Conor Clune (School of Accounting, University of New South Wales, Sydney, Australia)
Roel Boomsma (Discipline of Accounting, The University of Sydney Business School, The University of Sydney, Sydney, Australia)
Richard Pucci (Department of Accounting, Monash Business School, Monash University, Melbourne, Australia)

Accounting, Auditing & Accountability Journal

ISSN: 0951-3574

Article publication date: 8 August 2019

Issue publication date: 18 November 2019

962

Abstract

Purpose

The purpose of this paper is to examine an ongoing process of logic assimilation within an amateur sports organisation (ASO) called the Gaelic Athletic Association (GAA). It seeks to develop our understanding of how forms of accounting mitigated (or exacerbated) the tensions that arose among GAA members due to the consequences of the assimilation of select elements of a professional logic and a commercial logic within its traditionally dominant social welfare logic.

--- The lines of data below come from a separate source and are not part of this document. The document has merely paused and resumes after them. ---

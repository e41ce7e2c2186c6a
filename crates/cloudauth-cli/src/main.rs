#![forbid(unsafe_code)]
#![cfg_attr(docsrs, feature(doc_cfg))]
#![doc = include_str!("../README.md")]

mod config;
mod server;

use std::process;

use anyhow::Context;
use axum::Router;
use cloudauth_server::handler::{CustomRoutes, routes};
use cloudauth_server::middleware::{RouterObservabilityExt, RouterRecoveryExt, RouterSecurityExt};
use cloudauth_server::service::{ServiceConfig, ServiceState};

use crate::config::{Cli, MiddlewareConfig};

// Tracing target constants
pub const TRACING_TARGET_SERVER_STARTUP: &str = "cloudauth_cli::server::startup";
pub const TRACING_TARGET_SERVER_SHUTDOWN: &str = "cloudauth_cli::server::shutdown";
pub const TRACING_TARGET_CONFIG: &str = "cloudauth_cli::config";

#[tokio::main]
async fn main() {
    let Err(error) = run().await else {
        tracing::info!(
            target: TRACING_TARGET_SERVER_SHUTDOWN,
            "application terminated successfully"
        );
        process::exit(0);
    };

    if tracing::enabled!(tracing::Level::ERROR) {
        tracing::error!(
            target: TRACING_TARGET_SERVER_SHUTDOWN,
            error = %error,
            "application terminated with error"
        );
    } else {
        eprintln!("Error: {error:#}");
    }

    process::exit(1);
}

/// Main application entry point.
async fn run() -> anyhow::Result<()> {
    let cli = Cli::init();

    Cli::init_tracing();
    tracing::info!(
        target: TRACING_TARGET_SERVER_STARTUP,
        version = env!("CARGO_PKG_VERSION"),
        "starting cloudauth server"
    );

    cli.validate()?;
    cli.log();

    let state = create_service_state(&cli.service).await?;
    let router = create_router(state, &cli.middleware);

    server::serve_http(router, &cli.server).await?;

    Ok(())
}

/// Creates the service state from configuration.
async fn create_service_state(config: &ServiceConfig) -> anyhow::Result<ServiceState> {
    ServiceState::from_config(config)
        .await
        .context("failed to create service state")
}

/// Creates the router with all middleware layers applied.
///
/// Middleware is applied in reverse order (last added = outermost):
/// 1. Recovery (outermost) - catches panics and enforces timeouts
/// 2. Observability - request IDs and tracing spans
/// 3. Security - CORS, body limit, nosniff
/// 4. Routes (innermost) - actual request handlers
fn create_router(state: ServiceState, middleware: &MiddlewareConfig) -> Router {
    let api_routes: Router = routes(CustomRoutes::new(), state.clone()).with_state(state);

    api_routes
        .with_security(&middleware.cors)
        .with_observability()
        .with_recovery(&middleware.recovery)
}
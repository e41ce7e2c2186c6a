//! CLI configuration management.
//!
//! ```text
//! Cli
//! ├── server: ServerConfig         # Host, port, shutdown
//! ├── middleware: MiddlewareConfig # CORS, recovery/timeouts
//! └── service: ServiceConfig       # Signing secret, user store
//! ```
//!
//! All configuration can be provided via CLI arguments or environment variables.
//! Use `--help` to see all available options.
//!
//! # Example
//!
//! ```bash
//! cloudauth-cli --jwt-secret "..." --user-store file --port 8080
//!
//! JWT_SECRET="..." USER_STORE=file PORT=8080 cloudauth-cli
//! ```

mod middleware;
mod server;

use std::process;

use anyhow::Context;
use clap::Parser;
use cloudauth_server::service::ServiceConfig;
pub use middleware::MiddlewareConfig;
use serde::{Deserialize, Serialize};
pub use server::ServerConfig;
use tracing_subscriber::EnvFilter;
use tracing_subscriber::layer::SubscriberExt;
use tracing_subscriber::util::SubscriberInitExt;

use crate::{TRACING_TARGET_CONFIG, TRACING_TARGET_SERVER_STARTUP};

/// Complete CLI configuration.
#[derive(Debug, Clone, Parser, Serialize, Deserialize)]
#[command(name = "cloudauth")]
#[command(about = "cloudauth registration and login server")]
#[command(version)]
pub struct Cli {
    /// Server network and lifecycle configuration.
    #[clap(flatten)]
    pub server: ServerConfig,

    /// HTTP middleware configuration (CORS, timeouts).
    #[clap(flatten)]
    pub middleware: MiddlewareConfig,

    /// Auth core configuration (signing secret, user store).
    #[clap(flatten)]
    pub service: ServiceConfig,
}

impl Cli {
    /// Loads environment variables from .env file (if enabled) and parses CLI arguments.
    ///
    /// The .env file is read before clap runs so its values act as
    /// environment defaults.
    pub fn init() -> Self {
        Self::load_dotenv();
        Self::parse()
    }

    /// Loads environment variables from .env file if the dotenv feature is enabled.
    #[cfg(feature = "dotenv")]
    fn load_dotenv() {
        if let Err(err) = dotenvy::dotenv()
            && !err.not_found()
        {
            eprintln!("Warning: failed to load .env file: {err}");
        }
    }

    /// No-op when dotenv feature is disabled.
    #[cfg(not(feature = "dotenv"))]
    fn load_dotenv() {}

    /// Initializes tracing with environment-based filtering.
    pub fn init_tracing() {
        let filter = EnvFilter::try_from_default_env().unwrap_or_else(|_| EnvFilter::new("info"));

        tracing_subscriber::registry()
            .with(filter)
            .with(tracing_subscriber::fmt::layer())
            .init();
    }

    /// Logs build information at debug level.
    fn log_build_info() {
        tracing::debug!(
            target: TRACING_TARGET_SERVER_STARTUP,
            version = env!("CARGO_PKG_VERSION"),
            pid = process::id(),
            arch = std::env::consts::ARCH,
            os = std::env::consts::OS,
            features = ?Self::enabled_features(),
            "Build information"
        );
    }

    /// Validates all configuration values.
    pub fn validate(&self) -> anyhow::Result<()> {
        self.server
            .validate()
            .context("invalid server configuration")?;
        self.middleware
            .validate()
            .context("invalid middleware configuration")?;
        if self.service.jwt_secret.is_empty() {
            anyhow::bail!("invalid service configuration: jwt secret must not be empty");
        }

        Ok(())
    }

    /// Logs configuration (no sensitive information).
    pub fn log(&self) {
        Self::log_build_info();
        self.server.log();
        self.middleware.log();

        tracing::info!(
            target: TRACING_TARGET_CONFIG,
            user_store = %self.service.user_store,
            table_dir = %self.service.file_store.table_dir.display(),
            "Service configuration"
        );
    }

    /// Returns a list of enabled compile-time features.
    fn enabled_features() -> Vec<&'static str> {
        [cfg!(feature = "dotenv").then_some("dotenv")]
            .into_iter()
            .flatten()
            .collect()
    }
}
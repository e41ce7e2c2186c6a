//! Credential hashing, signing keys and access tokens.

mod auth_claims;
mod password_hasher;
mod session_keys;
mod token_issuer;

pub use auth_claims::AuthClaims;
pub use password_hasher::PasswordHasher;
pub use session_keys::SessionKeys;
pub use token_issuer::{TokenError, TokenIssuer};
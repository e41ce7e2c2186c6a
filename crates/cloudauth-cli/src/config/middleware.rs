//! Middleware configuration for the HTTP server.
//!
//! Both groups are re-exported from `cloudauth-server` and accept CLI
//! arguments as well as environment variables.
//!
//! # Example
//!
//! ```bash
//! cloudauth-cli --allowed-origins "https://example.com" --request-timeout 60
//! ```

use anyhow::{Result as AnyhowResult, anyhow};
use clap::Args;
use cloudauth_server::middleware::{CorsConfig, RecoveryConfig};
use serde::{Deserialize, Serialize};

use crate::TRACING_TARGET_CONFIG;

/// Middleware configuration combining CORS and recovery settings.
#[derive(Debug, Clone, Default, Args, Serialize, Deserialize)]
pub struct MiddlewareConfig {
    /// CORS (Cross-Origin Resource Sharing) configuration.
    #[clap(flatten)]
    pub cors: CorsConfig,

    /// Recovery middleware configuration.
    ///
    /// Controls request timeout and panic recovery behavior.
    #[clap(flatten)]
    pub recovery: RecoveryConfig,
}

impl MiddlewareConfig {
    /// Validates middleware settings.
    ///
    /// # Errors
    ///
    /// Returns an error if the request timeout is outside 1-300 seconds.
    pub fn validate(&self) -> AnyhowResult<()> {
        let request_timeout = self.recovery.request_timeout;
        if request_timeout == 0 || request_timeout > 300 {
            return Err(anyhow!(
                "Request timeout {request_timeout} seconds is invalid. Must be between 1 and 300 seconds."
            ));
        }

        Ok(())
    }

    /// Logs middleware configuration at info level.
    pub fn log(&self) {
        tracing::info!(
            target: TRACING_TARGET_CONFIG,
            origins = ?self.cors.allowed_origins,
            max_age_secs = self.cors.max_age_seconds,
            "CORS configuration"
        );

        tracing::info!(
            target: TRACING_TARGET_CONFIG,
            request_timeout_secs = self.recovery.request_timeout,
            "Recovery configuration"
        );
    }
}

#[cfg(test)]
mod tests {
    use super::*;

    #[test]
    fn default_config_is_valid() {
        assert!(MiddlewareConfig::default().validate().is_ok());
    }

    #[test]
    fn reject_invalid_request_timeouts() {
        let mut config = MiddlewareConfig::default();

        config.recovery = RecoveryConfig::with_timeout_secs(0);
        assert!(config.validate().is_err());

        config.recovery = RecoveryConfig::with_timeout_secs(301);
        assert!(config.validate().is_err());

        config.recovery = RecoveryConfig::with_timeout_secs(60);
        assert!(config.validate().is_ok());
    }
}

Design/methodology/approach

Interviews were undertaken with representatives and members of the GAA to understand the effects of growing commercialisation and professionalisation on the organisation’s traditional amateur status and social mission. In particular, the authors sought to understand how accounting, in the form of financial reporting, influenced the extent of the tensions that arose. Interviews were supported by an extensive collection of podcasts and news articles that discussed this topic.

Findings

The paper’s findings offer unique empirical insights into the role played by forms of accounting in the maintenance of amateurism within an ASO. It reveals the conflicting role of financial reporting within the GAA whereby it was used by the GAA’s management to ease member concerns surrounding logic assimilation while simultaneously being ignored by clubs and counties to facilitate payments to managers thereby eroding the amateur status of Gaelic Games.

Originality/value

The paper is unique in its exploration of logic assimilation within a form of hybrid organisation that has previously been unexamined in the accounting literature. It extends extant understandings of how accounting influences the co-existence of potentially conflicting logics. The paper also discusses the implications of what accounting makes visible and keeps invisible on the longevity of the traditionally dominant social welfare logic within an ASO.

Keywords

Acknowledgements

The authors would like to thank participants at presentations delivered at the CSEAR Hong Kong conference 2017 and research seminars at the UNSW Business School and the University of Sydney Business School. The authors also acknowledge the highly helpful comments of Wai Fong Chua, Kalle Kraus, Kari Lukka, Brendan O'Dwyer, Maude Pare Plante, the editors and the two anonymous reviewers. Conor Clune would also like to acknowledge the research support offered by the UNSW Business School.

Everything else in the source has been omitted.